From researcher to teacher

W-L welcomes physics scholar Dr. Brian Bennett

Mr. Bennett is new at W-L. He is a former scientific researcher.

Mr. Bennett is new at W-L. He is a former scientific researcher.

Many teachers begin their careers in education directly out of college. However, for Dr. Brian Bennett, who joined the school’s staff during the 2020-2021 school year, this was not the case. Instead, he spent more than 30 years of his career in labs as a physics researcher, beginning when he joined the Air Force Reserve Officers’ Training Corps (ROTC) at the Massachusetts Institute of Technology. 

“[Once I graduated from M.I.T.,] I didn’t have the typical military experience because I was actually in a research laboratory, and most of the people I worked with were civilian engineers and scientists who were employees of the Air Force,” Dr. Bennett said. “Other than wearing the uniform, it really wasn’t like most experiences people have. I knew if I stayed in the Air Force, beyond my four year commitment, I wouldn’t have been able to keep doing research, since every three or four years you have to move and change jobs. It’s ironic, because the reason I left the Air Force is that I really enjoyed my job.”

Dr. Bennett then returned to M.I.T. and earned a PhD in Materials Science and Engineering.

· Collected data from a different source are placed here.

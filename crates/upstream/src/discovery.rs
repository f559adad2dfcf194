//! Cached flow discovery.

use std::collections::HashMap;
use std::time::Duration;

use serde_json::Value;
use tokio::sync::Mutex;
use tokio::time::Instant;
use tracing::{info, warn};

use flowbridge_core::{DomainError, FlowDescriptor};

use crate::client::UpstreamClient;
use crate::error::UpstreamError;

/// Flow catalog configuration.
#[derive(Debug, Clone)]
pub struct FlowCatalogConfig {
    /// How long a refreshed listing stays fresh.
    pub ttl: Duration,
    /// Bound on one refresh round-trip.
    pub refresh_timeout: Duration,
}

impl Default for FlowCatalogConfig {
    fn default() -> Self {
        Self {
            ttl: Duration::from_secs(300),
            refresh_timeout: Duration::from_secs(30),
        }
    }
}

#[derive(Debug, Default)]
struct CatalogState {
    flows: HashMap<String, FlowDescriptor>,
    refreshed_at: Option<Instant>,
}

/// Flow listing cache keyed by flow key, refreshed at most once per TTL.
///
/// The refresh runs behind an async lock with a double-check so concurrent
/// cache misses trigger a single upstream listing.
pub struct FlowCatalog {
    client: UpstreamClient,
    config: FlowCatalogConfig,
    state: Mutex<CatalogState>,
}

impl FlowCatalog {
    pub fn new(client: UpstreamClient, config: FlowCatalogConfig) -> Self {
        Self {
            client,
            config,
            state: Mutex::new(CatalogState::default()),
        }
    }

    /// All known flows, refreshing the cache when stale.
    ///
    /// Staleness is re-checked after the lock is acquired, so concurrent
    /// cache misses trigger exactly one upstream listing.
    pub async fn flows(&self) -> Result<HashMap<String, FlowDescriptor>, UpstreamError> {
        let mut state = self.state.lock().await;
        if self.is_stale(&state) {
            self.refresh_locked(&mut state).await?;
        }
        Ok(state.flows.clone())
    }

    /// Look up one flow by key.
    pub async fn get(&self, flow_key: &str) -> Result<Option<FlowDescriptor>, UpstreamError> {
        Ok(self.flows().await?.get(flow_key).cloned())
    }

    /// Resolve a flow key or fail with the domain's unknown-flow error.
    pub async fn resolve(&self, flow_key: &str) -> Result<FlowDescriptor, CatalogError> {
        self.get(flow_key)
            .await?
            .ok_or_else(|| CatalogError::Domain(DomainError::unknown_flow(flow_key)))
    }

    /// Input schema of a flow, fetched through its descriptor.
    pub async fn schema(&self, flow_key: &str) -> Result<Value, CatalogError> {
        let flow = self.resolve(flow_key).await?;
        Ok(self.client.flow_schema(&flow.path).await?)
    }

    fn is_stale(&self, state: &CatalogState) -> bool {
        match state.refreshed_at {
            Some(at) => at.elapsed() > self.config.ttl,
            None => true,
        }
    }

    async fn refresh_locked(&self, state: &mut CatalogState) -> Result<(), UpstreamError> {
        let listing = tokio::time::timeout(self.config.refresh_timeout, self.client.list_flows())
            .await
            .map_err(|_| UpstreamError::Transport("flow listing timed out".to_string()));

        match listing {
            Ok(Ok(flows)) => {
                state.flows = flows.into_iter().map(|f| (f.key(), f)).collect();
                state.refreshed_at = Some(Instant::now());
                info!(flow_count = state.flows.len(), "refreshed flow catalog");
                Ok(())
            }
            Ok(Err(e)) | Err(e) => {
                // A stale catalog beats none: keep serving the old listing
                // and let the session layer's recovery deal with the channel.
                if state.flows.is_empty() {
                    Err(e)
                } else {
                    warn!(error = %e, "flow refresh failed, serving stale catalog");
                    state.refreshed_at = Some(Instant::now());
                    Ok(())
                }
            }
        }
    }
}

/// Catalog lookup failure: either the channel or the flow key itself.
#[derive(Debug, thiserror::Error)]
pub enum CatalogError {
    #[error(transparent)]
    Upstream(#[from] UpstreamError),
    #[error(transparent)]
    Domain(#[from] DomainError),
}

Afterwards, he went on to be a scientist with the Naval Research Laboratory and the Office of Naval Research, where he stayed for 28 years. 

“I enjoyed it because my job meant something different pretty much every day,” Dr. Bennett said. “Sometimes it was tightening bolts and scraping out arsenic, or hard physical work. A lot of other times, though, it was collecting data and then spending time analyzing it… We also would read and write many papers and go to international scientific conferences, so there were a variety of things to do.”

According to Dr. Bennett, scientific papers, in which the author’s success is measured by the number of citations it receives, were ultimately one of his biggest contributions during his career in research.

“My most impactful work was a paper a colleague and I wrote about electro-optical effects in silicon; it has been cited nearly 3,000 times, and is credited with beginning the field of silicon photonics,” Dr. Bennett said. “Essentially, silicon is what kickstarted the electronics revolution in the 1950s, and it’s still used in most devices today… electronics involves control of electrons in silicon which is a semiconductor — a material that is more conductive than an insulator but less conductive than a metal. In contrast, silicon photonics involves the control of photons or light.”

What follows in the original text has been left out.